* [What this task involves]
Each line in the records below, from the one that contains "pub fn is_cached(&self, id: FunctionId)" to the one that contains "skipped without symbolication.", should be reproduced exactly, the first and last included.

* [Data excerpts]
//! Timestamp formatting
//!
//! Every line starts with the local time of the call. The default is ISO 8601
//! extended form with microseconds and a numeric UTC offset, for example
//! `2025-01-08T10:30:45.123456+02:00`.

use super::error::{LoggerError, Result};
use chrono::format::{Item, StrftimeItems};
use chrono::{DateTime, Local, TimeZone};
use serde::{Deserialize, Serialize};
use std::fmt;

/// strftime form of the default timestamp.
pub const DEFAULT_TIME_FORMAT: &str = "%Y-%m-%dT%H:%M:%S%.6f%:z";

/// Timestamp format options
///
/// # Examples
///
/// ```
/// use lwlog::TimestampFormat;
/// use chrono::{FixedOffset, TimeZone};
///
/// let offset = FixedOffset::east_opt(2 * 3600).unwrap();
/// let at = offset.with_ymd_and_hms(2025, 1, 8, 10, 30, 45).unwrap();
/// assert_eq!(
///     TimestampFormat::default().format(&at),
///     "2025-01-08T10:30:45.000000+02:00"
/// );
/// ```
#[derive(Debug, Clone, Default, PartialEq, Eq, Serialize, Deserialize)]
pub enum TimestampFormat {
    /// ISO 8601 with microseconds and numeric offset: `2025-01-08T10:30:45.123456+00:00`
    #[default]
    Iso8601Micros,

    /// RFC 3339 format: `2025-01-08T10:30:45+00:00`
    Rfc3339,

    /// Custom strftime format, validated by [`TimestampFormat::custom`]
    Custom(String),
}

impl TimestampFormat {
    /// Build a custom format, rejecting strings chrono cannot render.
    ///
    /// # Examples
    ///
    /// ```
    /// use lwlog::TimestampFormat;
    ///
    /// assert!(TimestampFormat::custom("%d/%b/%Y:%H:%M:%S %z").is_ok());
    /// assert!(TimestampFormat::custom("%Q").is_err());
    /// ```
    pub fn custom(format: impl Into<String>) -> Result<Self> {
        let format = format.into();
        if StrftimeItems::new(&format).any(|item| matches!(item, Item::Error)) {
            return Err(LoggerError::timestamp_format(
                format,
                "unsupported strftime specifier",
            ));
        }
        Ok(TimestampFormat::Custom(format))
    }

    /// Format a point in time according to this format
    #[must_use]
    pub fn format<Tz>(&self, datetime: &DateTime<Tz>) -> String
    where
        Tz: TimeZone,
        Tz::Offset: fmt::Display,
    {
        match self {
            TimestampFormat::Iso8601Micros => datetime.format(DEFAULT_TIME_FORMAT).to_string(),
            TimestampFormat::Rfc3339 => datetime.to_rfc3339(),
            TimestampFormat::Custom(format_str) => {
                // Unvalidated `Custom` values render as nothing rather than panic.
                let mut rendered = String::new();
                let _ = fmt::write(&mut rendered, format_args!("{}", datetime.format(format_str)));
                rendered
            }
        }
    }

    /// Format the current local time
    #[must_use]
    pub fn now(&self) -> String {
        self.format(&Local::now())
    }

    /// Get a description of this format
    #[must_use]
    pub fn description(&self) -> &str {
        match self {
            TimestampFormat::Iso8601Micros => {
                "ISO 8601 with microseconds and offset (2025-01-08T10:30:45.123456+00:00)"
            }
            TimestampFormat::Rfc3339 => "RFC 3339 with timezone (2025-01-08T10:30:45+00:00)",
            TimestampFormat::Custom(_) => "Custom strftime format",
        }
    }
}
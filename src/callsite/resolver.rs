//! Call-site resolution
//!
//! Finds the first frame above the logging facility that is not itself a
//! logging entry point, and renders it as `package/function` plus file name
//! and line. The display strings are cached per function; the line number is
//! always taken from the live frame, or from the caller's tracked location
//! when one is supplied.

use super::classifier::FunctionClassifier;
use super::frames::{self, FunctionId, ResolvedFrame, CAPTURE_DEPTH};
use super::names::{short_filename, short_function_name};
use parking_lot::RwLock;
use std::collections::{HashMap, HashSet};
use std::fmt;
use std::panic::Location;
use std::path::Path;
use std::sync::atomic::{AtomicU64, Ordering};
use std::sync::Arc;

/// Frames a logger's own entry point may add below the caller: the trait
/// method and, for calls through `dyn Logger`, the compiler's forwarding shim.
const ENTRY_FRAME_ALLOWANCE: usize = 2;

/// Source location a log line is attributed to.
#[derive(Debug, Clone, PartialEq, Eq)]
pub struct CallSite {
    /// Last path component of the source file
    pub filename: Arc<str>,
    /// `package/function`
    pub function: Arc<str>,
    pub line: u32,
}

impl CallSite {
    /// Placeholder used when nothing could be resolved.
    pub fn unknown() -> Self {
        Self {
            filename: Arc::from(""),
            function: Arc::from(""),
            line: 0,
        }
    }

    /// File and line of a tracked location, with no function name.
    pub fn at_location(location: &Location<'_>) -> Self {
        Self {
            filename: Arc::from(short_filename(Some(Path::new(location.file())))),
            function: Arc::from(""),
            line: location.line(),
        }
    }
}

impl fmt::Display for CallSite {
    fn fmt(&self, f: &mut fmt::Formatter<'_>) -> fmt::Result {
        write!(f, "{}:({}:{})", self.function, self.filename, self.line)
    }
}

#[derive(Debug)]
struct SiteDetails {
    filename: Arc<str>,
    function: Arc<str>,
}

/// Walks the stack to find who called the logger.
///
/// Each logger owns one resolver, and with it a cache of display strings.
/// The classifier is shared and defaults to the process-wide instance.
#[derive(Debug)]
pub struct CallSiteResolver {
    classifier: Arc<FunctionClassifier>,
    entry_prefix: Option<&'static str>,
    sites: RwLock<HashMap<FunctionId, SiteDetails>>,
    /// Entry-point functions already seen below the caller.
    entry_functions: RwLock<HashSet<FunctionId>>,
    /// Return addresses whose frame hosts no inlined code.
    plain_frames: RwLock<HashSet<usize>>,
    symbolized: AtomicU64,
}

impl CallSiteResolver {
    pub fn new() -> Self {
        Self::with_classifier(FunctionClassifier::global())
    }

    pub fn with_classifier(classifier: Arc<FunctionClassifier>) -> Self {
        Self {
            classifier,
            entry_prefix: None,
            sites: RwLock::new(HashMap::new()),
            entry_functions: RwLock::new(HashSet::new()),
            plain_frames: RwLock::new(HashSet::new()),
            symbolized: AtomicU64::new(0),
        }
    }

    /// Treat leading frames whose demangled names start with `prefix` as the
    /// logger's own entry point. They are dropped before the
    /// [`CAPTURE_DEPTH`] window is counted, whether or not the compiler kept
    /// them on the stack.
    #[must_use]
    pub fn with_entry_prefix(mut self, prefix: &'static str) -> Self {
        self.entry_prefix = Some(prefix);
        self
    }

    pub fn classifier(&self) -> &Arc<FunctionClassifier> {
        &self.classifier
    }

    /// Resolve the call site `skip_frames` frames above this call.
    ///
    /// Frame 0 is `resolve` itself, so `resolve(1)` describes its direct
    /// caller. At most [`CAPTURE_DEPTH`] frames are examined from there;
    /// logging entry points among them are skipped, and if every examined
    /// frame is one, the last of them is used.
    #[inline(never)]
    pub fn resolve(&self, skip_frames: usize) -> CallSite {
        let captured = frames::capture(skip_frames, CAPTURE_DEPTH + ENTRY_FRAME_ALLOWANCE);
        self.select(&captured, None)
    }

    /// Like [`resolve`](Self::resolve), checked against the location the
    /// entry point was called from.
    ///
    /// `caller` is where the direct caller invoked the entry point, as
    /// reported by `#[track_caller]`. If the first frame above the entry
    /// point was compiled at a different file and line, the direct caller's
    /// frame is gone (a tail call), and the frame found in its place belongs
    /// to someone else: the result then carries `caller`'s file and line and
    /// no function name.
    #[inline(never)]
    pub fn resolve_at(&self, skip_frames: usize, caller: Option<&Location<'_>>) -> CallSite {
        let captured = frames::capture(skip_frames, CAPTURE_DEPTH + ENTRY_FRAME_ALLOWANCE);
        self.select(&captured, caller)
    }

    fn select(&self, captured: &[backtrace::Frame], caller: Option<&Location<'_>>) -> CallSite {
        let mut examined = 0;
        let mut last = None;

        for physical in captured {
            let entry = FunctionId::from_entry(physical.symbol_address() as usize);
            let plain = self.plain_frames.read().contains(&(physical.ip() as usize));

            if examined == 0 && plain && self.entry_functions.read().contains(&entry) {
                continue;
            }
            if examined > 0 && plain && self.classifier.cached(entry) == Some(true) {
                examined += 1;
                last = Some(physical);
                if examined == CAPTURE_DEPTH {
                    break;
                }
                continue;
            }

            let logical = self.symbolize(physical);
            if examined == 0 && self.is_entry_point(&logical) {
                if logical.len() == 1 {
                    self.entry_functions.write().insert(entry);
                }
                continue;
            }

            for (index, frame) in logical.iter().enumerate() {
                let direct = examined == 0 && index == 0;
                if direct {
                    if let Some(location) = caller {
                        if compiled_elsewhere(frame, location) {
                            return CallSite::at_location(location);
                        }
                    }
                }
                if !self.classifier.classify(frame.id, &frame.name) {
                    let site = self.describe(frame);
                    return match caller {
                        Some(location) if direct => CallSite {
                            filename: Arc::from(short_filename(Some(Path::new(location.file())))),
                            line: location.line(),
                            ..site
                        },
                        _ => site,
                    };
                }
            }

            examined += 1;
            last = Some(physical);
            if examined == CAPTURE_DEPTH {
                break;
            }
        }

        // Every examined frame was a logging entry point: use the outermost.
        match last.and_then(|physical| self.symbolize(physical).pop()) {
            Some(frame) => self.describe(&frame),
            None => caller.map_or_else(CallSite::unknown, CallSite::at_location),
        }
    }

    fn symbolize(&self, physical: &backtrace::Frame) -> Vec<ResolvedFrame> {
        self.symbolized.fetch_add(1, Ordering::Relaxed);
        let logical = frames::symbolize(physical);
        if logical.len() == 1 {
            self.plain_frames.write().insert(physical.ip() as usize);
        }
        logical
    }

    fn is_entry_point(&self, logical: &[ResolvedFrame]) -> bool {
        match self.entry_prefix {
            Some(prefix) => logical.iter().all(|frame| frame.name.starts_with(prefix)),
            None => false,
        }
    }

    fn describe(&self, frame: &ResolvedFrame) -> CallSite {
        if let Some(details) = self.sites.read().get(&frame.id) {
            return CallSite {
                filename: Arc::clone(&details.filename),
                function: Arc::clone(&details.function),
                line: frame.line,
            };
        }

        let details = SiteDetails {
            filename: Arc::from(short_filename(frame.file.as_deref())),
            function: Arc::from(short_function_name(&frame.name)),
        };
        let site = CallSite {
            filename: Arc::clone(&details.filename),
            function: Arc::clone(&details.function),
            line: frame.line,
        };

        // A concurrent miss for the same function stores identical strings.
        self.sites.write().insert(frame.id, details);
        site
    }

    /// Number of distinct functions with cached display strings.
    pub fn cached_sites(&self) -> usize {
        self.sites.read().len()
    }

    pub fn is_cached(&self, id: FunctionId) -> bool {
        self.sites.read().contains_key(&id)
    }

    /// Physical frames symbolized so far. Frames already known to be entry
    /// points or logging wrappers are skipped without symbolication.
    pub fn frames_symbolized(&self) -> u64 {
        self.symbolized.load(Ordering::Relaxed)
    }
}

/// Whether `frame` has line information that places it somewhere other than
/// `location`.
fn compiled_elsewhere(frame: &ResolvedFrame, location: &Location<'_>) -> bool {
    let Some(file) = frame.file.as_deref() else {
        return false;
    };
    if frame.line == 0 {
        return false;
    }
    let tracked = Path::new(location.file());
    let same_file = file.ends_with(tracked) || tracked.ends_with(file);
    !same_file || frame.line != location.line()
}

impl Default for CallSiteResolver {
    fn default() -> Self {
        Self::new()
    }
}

* [Solution to the exercise]
    pub fn is_cached(&self, id: FunctionId) -> bool {
        self.sites.read().contains_key(&id)
    }

    /// Physical frames symbolized so far. Frames already known to be entry
    /// points or logging wrappers are skipped without symbolication.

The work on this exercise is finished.